The jiebaR package is available at https://cran.r-project.org/web/packages/jiebaR/index.html. Jieba’s algorithm is capable of accurate text segmentation. However, the US Embassy uses various Chinese translations when referring to certain political personalities, which may render jieba unable to recognize their names. For example, President Obama is sometimes translated to “欧巴马” by the Weibo account of the US Embassy, while the Chinese official translation is “奥巴马”, a homonym of “欧巴马”. We thus manually added some synonyms, such as “欧巴马”, as customized new words to ensure the automatic segmentation was done correctly.
Stop-words are unnecessary words that should be removed in natural language processing. The Baidu stop-words, which are included in the quanteda package, are a list of meaningless Chinese words (such as “是”, “的”, and “有”) widely used in Chinese text analysis.
DTM is a matrix whose rows are documents and columns are terms. A 26,778 *58,022 DTM means there are 26,778 Weibo posts with 58,778 unique Chinese words in our corpus.
Covariates of textual data refers to any variable associated with a document. For Weibo data, the covariates could be posting time, author, number of replies, etc.
We conducted an analysis to estimate the proportion of each topic and examined the change in topic proportion over a 10-year period, which we presented in Appendix D.

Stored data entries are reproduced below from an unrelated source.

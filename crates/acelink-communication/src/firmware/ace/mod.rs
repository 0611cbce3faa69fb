//! ACE filament changer
//!
//! - `commands`: typed device methods
//! - `state`: telemetry store
//! - `parking`: feed-assist parking supervisor
//! - `engine`: synchronous core driven by the link timers
//! - `controller`: async front end, connection supervision
//! - `operations`, `toolchange`, `infinity`: caller-facing sequences

pub mod commands;
pub mod controller;
pub mod engine;
pub mod infinity;
pub mod operations;
pub mod parking;
pub mod state;
pub mod toolchange;

pub use commands::{AceCommand, DRYER_FAN_SPEED};
pub use controller::{AceController, AceStatus};
pub use engine::{AceEngine, IDLE_POLL_INTERVAL, PARKING_POLL_INTERVAL};
pub use infinity::{select_next, Selection};
pub use operations::DEFAULT_DRYING_DURATION;
pub use parking::{
    ParkingFailure, ParkingOutcome, ParkingPhase, ParkingSession, ParkingSupervisor,
    NO_PROGRESS_TIMEOUT, RECHECK_DELAY,
};
pub use state::TelemetryStore;
pub use toolchange::{ToolChangeReport, PARKING_TIMEOUT, SLOT_READY_TIMEOUT, WAIT_POLL_INTERVAL};
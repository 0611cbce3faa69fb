//! Infinity spool
//!
//! When the loaded spool runs out, the host asks for the next slot in an
//! operator-defined order. The order has four positions; `none` positions
//! are skipped and the first slot reporting ready wins.

use super::controller::AceController;
use super::toolchange::{run_hook, tool_label};
use acelink_core::{
    AceEvent, DeviceTelemetry, InfinityOrder, OperationError, Result, SlotStatus,
    ToolChangeEvent, VAR_INFINITY_ORDER, VAR_INFINITY_POSITION,
};
use serde::Serialize;
use serde_json::Value;

/// Slot chosen by the selector and the order position it came from
#[derive(Debug, Clone, Copy, PartialEq, Eq, Serialize)]
pub struct Selection {
    /// Slot to load
    pub slot: u8,
    /// Order position holding that slot
    pub position: usize,
}

/// Pick the next ready slot after the current one
///
/// The saved cursor is trusted only when its entry still names the current
/// tool; otherwise the current tool is looked up in the order. A tool that
/// is not in the order starts the scan from the first position.
pub fn select_next(
    order: &InfinityOrder,
    cursor: Option<usize>,
    current: u8,
    telemetry: &DeviceTelemetry,
) -> std::result::Result<Selection, OperationError> {
    let len = order.len();
    let start = match cursor {
        Some(pos) if order.get(pos) == Some(current) => Some(pos),
        _ => order.position_of(current),
    };
    let first = start.map_or(0, |pos| pos + 1);

    (0..len)
        .map(|i| (first + i) % len)
        .filter_map(|pos| order.get(pos).map(|slot| (pos, slot)))
        .find(|&(_, slot)| telemetry.slot_status(slot) == SlotStatus::Ready)
        .map(|(position, slot)| Selection { slot, position })
        .ok_or(OperationError::OrderExhausted)
}

impl AceController {
    /// Fail over from the current tool to the next ready slot in the order
    pub async fn infinity_spool(&self) -> Result<Selection> {
        let _sequence = self.inner.sequence.lock().await;

        if !self.config().infinity_spool_mode {
            return Err(OperationError::InfinitySpoolDisabled.into());
        }
        let current = self.current_tool().ok_or(OperationError::NoCurrentTool)?;
        let order = self.infinity_order()?.ok_or(OperationError::OrderNotSet)?;
        let cursor = self
            .inner
            .variables
            .get_i64(VAR_INFINITY_POSITION)
            .and_then(|v| usize::try_from(v).ok());

        let selection = select_next(&order, cursor, current, &self.telemetry())?;
        tracing::info!(
            "Infinity spool: slot {} -> {} (order position {})",
            current,
            selection.slot,
            selection.position + 1
        );

        let hooks = self.inner.hooks.clone();
        run_hook("pre_infinity_spool", hooks.pre_infinity_spool()).await?;
        hooks.wait_moves().await;

        self.park_and_wait(selection.slot).await?;

        hooks.wait_moves().await;
        run_hook("post_infinity_spool", hooks.post_infinity_spool()).await?;
        hooks.wait_moves().await;

        self.set_current_tool(Some(selection.slot))?;
        self.inner
            .variables
            .set(VAR_INFINITY_POSITION, Value::from(selection.position))?;

        tracing::info!(
            "Infinity spool finished, tool {} -> {}",
            current,
            tool_label(Some(selection.slot))
        );
        self.inner
            .events
            .publish(AceEvent::ToolChange(ToolChangeEvent::InfinitySpool {
                from: Some(current),
                to: selection.slot,
            }));
        Ok(selection)
    }

    /// Validate and store a failover order, resetting the cursor
    pub fn set_infinity_order(&self, order: &str) -> Result<InfinityOrder> {
        let order: InfinityOrder = order.parse()?;
        self.inner
            .variables
            .set(VAR_INFINITY_ORDER, Value::from(order.to_string()))?;
        self.inner
            .variables
            .set(VAR_INFINITY_POSITION, Value::from(0))?;
        tracing::info!("Infinity spool order set to {}", order);
        Ok(order)
    }

    /// Stored failover order, if any
    pub fn infinity_order(&self) -> Result<Option<InfinityOrder>> {
        match self.inner.variables.get_string(VAR_INFINITY_ORDER) {
            Some(raw) if !raw.trim().is_empty() => Ok(Some(raw.parse()?)),
            _ => Ok(None),
        }
    }
}

#[cfg(test)]
mod tests {
    use super::*;
    use acelink_core::TelemetryUpdate;
    use serde_json::json;

    fn telemetry(statuses: [&str; 4]) -> DeviceTelemetry {
        let slots: Vec<Value> = statuses
            .iter()
            .enumerate()
            .map(|(index, status)| json!({"index": index, "status": status}))
            .collect();
        let mut telemetry = DeviceTelemetry::default();
        if let Some(update) = TelemetryUpdate::from_result(&json!({"slots": slots})) {
            telemetry.apply(update);
        }
        telemetry
    }

    #[test]
    fn test_skips_none_entries() {
        let order: InfinityOrder = "0,none,2,none".parse().unwrap();
        let telemetry = telemetry(["ready", "ready", "ready", "ready"]);
        let selection = select_next(&order, Some(0), 0, &telemetry).unwrap();
        assert_eq!(selection, Selection { slot: 2, position: 2 });
    }

    #[test]
    fn test_wraps_around() {
        let order: InfinityOrder = "0,1,2,3".parse().unwrap();
        let telemetry = telemetry(["ready", "empty", "empty", "ready"]);
        let selection = select_next(&order, Some(3), 3, &telemetry).unwrap();
        assert_eq!(selection, Selection { slot: 0, position: 0 });
    }

    #[test]
    fn test_stale_cursor_falls_back_to_search() {
        let order: InfinityOrder = "3,2,1,0".parse().unwrap();
        let telemetry = telemetry(["ready", "ready", "ready", "ready"]);
        // Cursor points at slot 3 but tool 1 is loaded
        let selection = select_next(&order, Some(0), 1, &telemetry).unwrap();
        assert_eq!(selection, Selection { slot: 0, position: 3 });
    }

    #[test]
    fn test_tool_outside_order_starts_at_first_position() {
        let order: InfinityOrder = "none,1,2,none".parse().unwrap();
        let telemetry = telemetry(["ready", "ready", "ready", "ready"]);
        let selection = select_next(&order, None, 3, &telemetry).unwrap();
        assert_eq!(selection, Selection { slot: 1, position: 1 });
    }

    #[test]
    fn test_exhausted() {
        let order: InfinityOrder = "0,1,none,none".parse().unwrap();
        let telemetry = telemetry(["empty", "empty", "ready", "ready"]);
        assert_eq!(
            select_next(&order, Some(0), 0, &telemetry),
            Err(OperationError::OrderExhausted)
        );
    }
}
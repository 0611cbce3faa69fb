//! Timer scheduling on the tokio runtime
//!
//! Each timer is a spawned task that sleeps, runs its closure, and asks the
//! closure when to run next. A panicking closure is logged and rescheduled
//! with its previous delay so one bad tick never takes the loop down.

use std::panic::{catch_unwind, AssertUnwindSafe};
use std::time::Duration;
use tokio::runtime::Handle;
use tokio::task::JoinHandle;
use tokio::time::Instant;

/// What a timer wants after a tick
#[derive(Debug, Clone, Copy, PartialEq, Eq)]
pub enum Reschedule {
    /// Run again after this delay
    After(Duration),
    /// Stop the timer
    Stop,
}

/// Handle to a registered timer; dropping it cancels the timer
#[derive(Debug)]
pub struct TimerHandle {
    name: &'static str,
    task: JoinHandle<()>,
}

impl TimerHandle {
    /// Timer name
    pub fn name(&self) -> &'static str {
        self.name
    }

    /// Stop the timer
    pub fn cancel(&self) {
        self.task.abort();
    }

    /// True once the timer has stopped
    pub fn is_finished(&self) -> bool {
        self.task.is_finished()
    }
}

impl Drop for TimerHandle {
    fn drop(&mut self) {
        self.task.abort();
    }
}

/// Registers timers on a runtime
#[derive(Debug, Clone)]
pub struct Scheduler {
    runtime: Handle,
}

impl Scheduler {
    /// Scheduler bound to the runtime of the calling task
    ///
    /// # Panics
    ///
    /// Panics when called outside a tokio runtime.
    pub fn current() -> Self {
        Self::new(Handle::current())
    }

    /// Scheduler bound to a specific runtime
    pub fn new(runtime: Handle) -> Self {
        Self { runtime }
    }

    /// Run `task` after `first_delay`, then as often as it asks
    pub fn register_timer<F>(
        &self,
        name: &'static str,
        first_delay: Duration,
        mut task: F,
    ) -> TimerHandle
    where
        F: FnMut(Instant) -> Reschedule + Send + 'static,
    {
        let handle = self.runtime.spawn(async move {
            let mut delay = first_delay;
            loop {
                tokio::time::sleep(delay).await;
                match catch_unwind(AssertUnwindSafe(|| task(Instant::now()))) {
                    Ok(Reschedule::After(next)) => delay = next,
                    Ok(Reschedule::Stop) => break,
                    Err(_) => tracing::error!("Timer {} panicked, rescheduling", name),
                }
            }
            tracing::trace!("Timer {} stopped", name);
        });
        TimerHandle { name, task: handle }
    }

    /// Run `task` every `interval` until it returns false
    pub fn register_periodic<F>(
        &self,
        name: &'static str,
        interval: Duration,
        mut task: F,
    ) -> TimerHandle
    where
        F: FnMut(Instant) -> bool + Send + 'static,
    {
        self.register_timer(name, interval, move |now| {
            if task(now) {
                Reschedule::After(interval)
            } else {
                Reschedule::Stop
            }
        })
    }
}
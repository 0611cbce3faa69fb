//! Byte-stream assembler
//!
//! Accumulates raw serial bytes and splits them into frames at each
//! terminator byte. Candidates that fail validation are dropped without
//! resynchronizing on the header; the stream simply continues after the
//! terminator.

use super::frame::{self, FRAME_TERMINATOR};
use super::message::Response;
use acelink_core::FrameError;

/// Consecutive incomplete frames tolerated before a reset is requested
pub const MAX_INCOMPLETE_MESSAGES: u32 = 10;

/// Result of feeding bytes into the assembler
#[derive(Debug, Default)]
pub struct AssemblerOutput {
    /// Responses decoded from valid frames, in arrival order
    pub responses: Vec<Response>,
    /// Framing has degraded and the link should be reset
    pub reset_requested: bool,
}

/// Counters for dropped candidates
#[derive(Debug, Clone, Copy, Default, PartialEq, Eq)]
pub struct AssemblerStats {
    /// Valid frames
    pub frames: u64,
    /// Candidates too short or without a header
    pub malformed: u64,
    /// Candidates shorter than their declared length
    pub incomplete: u64,
    /// Candidates with a bad checksum
    pub checksum_errors: u64,
    /// Valid frames whose payload was not a response
    pub decode_errors: u64,
}

/// Frame assembler for the receive path
#[derive(Debug, Default)]
pub struct FrameAssembler {
    buffer: Vec<u8>,
    incomplete_count: u32,
    stats: AssemblerStats,
}

impl FrameAssembler {
    /// Create an empty assembler
    pub fn new() -> Self {
        Self::default()
    }

    /// Append bytes and extract every complete frame
    pub fn push(&mut self, data: &[u8]) -> AssemblerOutput {
        self.buffer.extend_from_slice(data);
        let mut output = AssemblerOutput::default();

        while let Some(end) = self.buffer.iter().position(|&b| b == FRAME_TERMINATOR) {
            let candidate: Vec<u8> = self.buffer.drain(..=end).collect();

            match frame::decode_frame(&candidate) {
                Ok(payload) => {
                    self.incomplete_count = 0;
                    self.stats.frames += 1;
                    match frame::decode_response(payload) {
                        Ok(response) => output.responses.push(response),
                        Err(e) => {
                            self.stats.decode_errors += 1;
                            tracing::warn!("Dropping frame: {}", e);
                        }
                    }
                }
                Err(FrameError::Incomplete { expected, actual }) => {
                    self.stats.incomplete += 1;
                    self.incomplete_count += 1;
                    tracing::info!(
                        "Incomplete message ({} of {} bytes), {} in a row",
                        actual,
                        expected,
                        self.incomplete_count
                    );
                    if self.incomplete_count > MAX_INCOMPLETE_MESSAGES {
                        tracing::warn!(
                            "Too many incomplete messages ({}), requesting reset",
                            self.incomplete_count
                        );
                        self.incomplete_count = 0;
                        output.reset_requested = true;
                    }
                }
                Err(e @ FrameError::ChecksumMismatch { .. }) => {
                    self.stats.checksum_errors += 1;
                    tracing::warn!("Dropping frame: {}", e);
                }
                Err(e) => {
                    self.stats.malformed += 1;
                    tracing::debug!("Dropping candidate: {}", e);
                }
            }
        }

        output
    }

    /// Discard buffered bytes and reset the incomplete counter
    pub fn clear(&mut self) {
        self.buffer.clear();
        self.incomplete_count = 0;
    }

    /// Bytes waiting for a terminator
    pub fn buffered_len(&self) -> usize {
        self.buffer.len()
    }

    /// Consecutive incomplete frames seen since the last valid one
    pub fn incomplete_count(&self) -> u32 {
        self.incomplete_count
    }

    /// Drop counters
    pub fn stats(&self) -> AssemblerStats {
        self.stats
    }
}

#[cfg(test)]
mod tests {
    use super::*;
    use crate::communication::frame::encode_frame;

    fn response_frame(id: u32) -> Vec<u8> {
        let payload = format!(r#"{{"id":{},"code":0,"result":{{}}}}"#, id);
        encode_frame(payload.as_bytes()).unwrap()
    }

    fn incomplete_candidate() -> Vec<u8> {
        vec![0xFF, 0xAA, 0x20, 0x00, b'{', b'}', FRAME_TERMINATOR]
    }

    #[test]
    fn test_frame_split_across_pushes() {
        let frame = response_frame(3);
        let mut assembler = FrameAssembler::new();

        let (head, tail) = frame.split_at(5);
        assert!(assembler.push(head).responses.is_empty());
        assert_eq!(assembler.buffered_len(), 5);

        let output = assembler.push(tail);
        assert_eq!(output.responses.len(), 1);
        assert_eq!(output.responses[0].id, Some(3));
        assert_eq!(assembler.buffered_len(), 0);
    }

    #[test]
    fn test_two_frames_in_one_push() {
        let mut bytes = response_frame(1);
        bytes.extend(response_frame(2));

        let mut assembler = FrameAssembler::new();
        let output = assembler.push(&bytes);
        let ids: Vec<_> = output.responses.iter().map(|r| r.id).collect();
        assert_eq!(ids, vec![Some(1), Some(2)]);
    }

    #[test]
    fn test_garbage_before_frame_is_dropped() {
        let mut bytes = vec![0x01, 0x02, FRAME_TERMINATOR];
        bytes.extend(response_frame(9));

        let mut assembler = FrameAssembler::new();
        let output = assembler.push(&bytes);
        assert_eq!(output.responses.len(), 1);
        assert_eq!(assembler.stats().malformed, 1);
    }

    fn corrupted_frame(id: u32) -> Vec<u8> {
        let mut frame = response_frame(id);
        let crc_pos = frame.len() - 3;
        frame[crc_pos] ^= 0x01;
        if frame[crc_pos] == FRAME_TERMINATOR {
            frame[crc_pos] ^= 0x03;
        }
        frame
    }

    #[test]
    fn test_checksum_failure_drops_frame() {
        let mut assembler = FrameAssembler::new();
        let output = assembler.push(&corrupted_frame(4));
        assert!(output.responses.is_empty());
        assert_eq!(assembler.stats().checksum_errors, 1);
    }

    #[test]
    fn test_checksum_failure_does_not_count_as_incomplete() {
        let mut assembler = FrameAssembler::new();
        for _ in 0..3 {
            assembler.push(&incomplete_candidate());
        }

        let output = assembler.push(&corrupted_frame(4));
        assert!(!output.reset_requested);
        assert_eq!(assembler.stats().checksum_errors, 1);
        assert_eq!(assembler.incomplete_count(), 3);
    }

    #[test]
    fn test_reset_after_eleven_incomplete() {
        let mut assembler = FrameAssembler::new();
        for _ in 0..MAX_INCOMPLETE_MESSAGES {
            assert!(!assembler.push(&incomplete_candidate()).reset_requested);
        }
        assert_eq!(assembler.incomplete_count(), MAX_INCOMPLETE_MESSAGES);

        let output = assembler.push(&incomplete_candidate());
        assert!(output.reset_requested);
        assert_eq!(assembler.incomplete_count(), 0);
    }

    #[test]
    fn test_valid_frame_resets_incomplete_counter() {
        let mut assembler = FrameAssembler::new();
        for _ in 0..5 {
            assembler.push(&incomplete_candidate());
        }
        assembler.push(&response_frame(1));
        assert_eq!(assembler.incomplete_count(), 0);
    }

    #[test]
    fn test_clear() {
        let mut assembler = FrameAssembler::new();
        assembler.push(&[0xFF, 0xAA, 0x10]);
        assembler.push(&incomplete_candidate());
        assembler.clear();
        assert_eq!(assembler.buffered_len(), 0);
        assert_eq!(assembler.incomplete_count(), 0);
    }
}
//! Tool-change orchestration
//!
//! A tool change retracts the loaded slot, waits for the device to report
//! it ready again, then parks the new slot at the toolhead. Host hooks run
//! before and after so the motion system can move the toolhead out of the
//! way. Any failure aborts the sequence where it stands; nothing is rolled
//! back.

use super::commands::AceCommand;
use super::controller::AceController;
use acelink_core::{
    tool_to_value, AceEvent, OperationError, RequestError, Result, SlotStatus, ToolChangeEvent,
    VAR_CURRENT_INDEX,
};
use serde::Serialize;
use std::future::Future;
use std::time::Duration;
use tokio::sync::oneshot::error::TryRecvError;
use tokio::time::Instant;

/// How long a retracted slot may take to report ready
pub const SLOT_READY_TIMEOUT: Duration = Duration::from_secs(10);

/// How long parking may take
pub const PARKING_TIMEOUT: Duration = Duration::from_secs(30);

/// Interval between state checks while waiting
pub const WAIT_POLL_INTERVAL: Duration = Duration::from_secs(1);

/// What a finished tool change did
#[derive(Debug, Clone, Copy, PartialEq, Eq, Serialize)]
pub struct ToolChangeReport {
    /// Tool before the change
    pub from: Option<u8>,
    /// Tool after the change
    pub to: Option<u8>,
    /// False when the requested tool was already loaded
    pub changed: bool,
}

pub(super) fn tool_label(tool: Option<u8>) -> String {
    tool.map(|t| t.to_string()).unwrap_or_else(|| "-1".to_string())
}

impl AceController {
    /// Switch to `target`, or unload everything with `None`
    pub async fn change_tool(&self, target: Option<u8>) -> Result<ToolChangeReport> {
        if let Some(slot) = target {
            Self::check_slot(slot)?;
        }
        let _sequence = self.inner.sequence.lock().await;

        let from = self.current_tool();
        if from == target {
            tracing::info!("Tool {} already loaded", tool_label(target));
            return Ok(ToolChangeReport {
                from,
                to: target,
                changed: false,
            });
        }
        if let Some(slot) = target {
            self.ensure_slot_ready(slot)?;
        }

        tracing::info!("Tool change {} -> {}", tool_label(from), tool_label(target));
        let hooks = self.inner.hooks.clone();
        run_hook("pre_toolchange", hooks.pre_toolchange(from, target)).await?;
        hooks.wait_moves().await;
        self.set_current_tool(target)?;

        if let Some(previous) = from {
            self.retract_slot(previous).await?;
        }
        if let Some(next) = target {
            self.park_and_wait(next).await?;
        }

        hooks.wait_moves().await;
        run_hook("post_toolchange", hooks.post_toolchange(from, target)).await?;
        hooks.wait_moves().await;

        tracing::info!("Tool changed from {} to {}", tool_label(from), tool_label(target));
        self.inner
            .events
            .publish(AceEvent::ToolChange(ToolChangeEvent::Changed { from, to: target }));
        Ok(ToolChangeReport {
            from,
            to: target,
            changed: true,
        })
    }

    pub(super) fn ensure_slot_ready(&self, slot: u8) -> Result<()> {
        let status = self.inner.engine.lock().telemetry().slot_status(slot);
        if status == SlotStatus::Ready {
            Ok(())
        } else {
            Err(OperationError::SlotNotReady {
                slot,
                status: status.to_string(),
            }
            .into())
        }
    }

    pub(super) fn set_current_tool(&self, tool: Option<u8>) -> Result<()> {
        self.inner
            .variables
            .set(VAR_CURRENT_INDEX, tool_to_value(tool))
    }

    /// Retract the leaving slot and wait until the device reports it ready
    async fn retract_slot(&self, slot: u8) -> Result<()> {
        let config = self.config();
        let length = config.toolchange_retract_length;
        let speed = config.retract_speed;

        let (_, mut ack) = self.inner.engine.lock().submit(AceCommand::UnwindFilament {
            index: slot,
            length,
            speed,
            mode: config.retract_mode,
        });
        self.inner
            .hooks
            .dwell(config.retract_settle_time(length, speed))
            .await;

        match ack.try_recv() {
            Ok(Ok(response)) if !response.is_ok() => {
                return Err(RequestError::Device {
                    code: response.code,
                    message: response.error_message(),
                }
                .into());
            }
            Ok(Err(e)) => tracing::warn!("Retract of slot {} not acknowledged: {}", slot, e),
            Err(TryRecvError::Empty) => {
                tracing::debug!("Retract of slot {} still unacknowledged", slot)
            }
            _ => {}
        }

        let started = Instant::now();
        loop {
            let status = self.inner.engine.lock().telemetry().slot_status(slot);
            if status == SlotStatus::Ready {
                return Ok(());
            }
            let waited = started.elapsed();
            if waited >= SLOT_READY_TIMEOUT {
                tracing::error!("Timeout waiting for slot {} to be ready ({})", slot, status);
                return Err(OperationError::Timeout {
                    stage: format!("slot {} to be ready", slot),
                    waited_ms: waited.as_millis() as u64,
                }
                .into());
            }
            self.inner.hooks.dwell(WAIT_POLL_INTERVAL).await;
        }
    }

    /// Park `slot` and wait for the session to end
    pub(super) async fn park_and_wait(&self, slot: u8) -> Result<()> {
        self.inner
            .engine
            .lock()
            .start_parking(slot, Instant::now())?;

        let started = Instant::now();
        loop {
            let (active, failed) = {
                let engine = self.inner.engine.lock();
                (engine.parking().is_active(), engine.parking().failed())
            };
            if !active {
                if failed {
                    return Err(OperationError::ParkingFailed { slot }.into());
                }
                return Ok(());
            }

            let waited = started.elapsed();
            if waited >= PARKING_TIMEOUT {
                tracing::error!("Timeout waiting for slot {} to park", slot);
                self.inner.engine.lock().abort_parking();
                return Err(OperationError::Timeout {
                    stage: format!("slot {} to park", slot),
                    waited_ms: waited.as_millis() as u64,
                }
                .into());
            }
            self.inner.hooks.dwell(WAIT_POLL_INTERVAL).await;
        }
    }
}

/// Await a host hook, mapping its error
pub(super) async fn run_hook<F>(name: &str, hook: F) -> Result<()>
where
    F: Future<Output = anyhow::Result<()>>,
{
    hook.await.map_err(|e| {
        tracing::error!("Hook {} failed: {:#}", name, e);
        OperationError::Hook {
            hook: name.to_string(),
            reason: format!("{:#}", e),
        }
        .into()
    })
}

#[cfg(test)]
mod tests {
    use super::*;

    #[test]
    fn test_tool_label() {
        assert_eq!(tool_label(None), "-1");
        assert_eq!(tool_label(Some(2)), "2");
    }

    #[tokio::test]
    async fn test_run_hook_maps_errors() {
        let err = run_hook("pre_toolchange", async { Err::<(), _>(anyhow::anyhow!("nozzle cold")) })
            .await
            .unwrap_err();
        assert!(matches!(
            err,
            acelink_core::Error::Operation(OperationError::Hook { ref hook, ref reason })
                if hook == "pre_toolchange" && reason == "nozzle cold"
        ));
    }
}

We also applied the STM to our data on a yearly basis as a robustness check, with results detailed in Appendix F. These findings show that topics regarding US-China elite politics are always more likely to be censored than other topics, which is consistent with our main result.
The X2 values of terms in commendable Weibo posts are signed negative for reference. A detailed explanation of keyness analysis can be found in Appendix C.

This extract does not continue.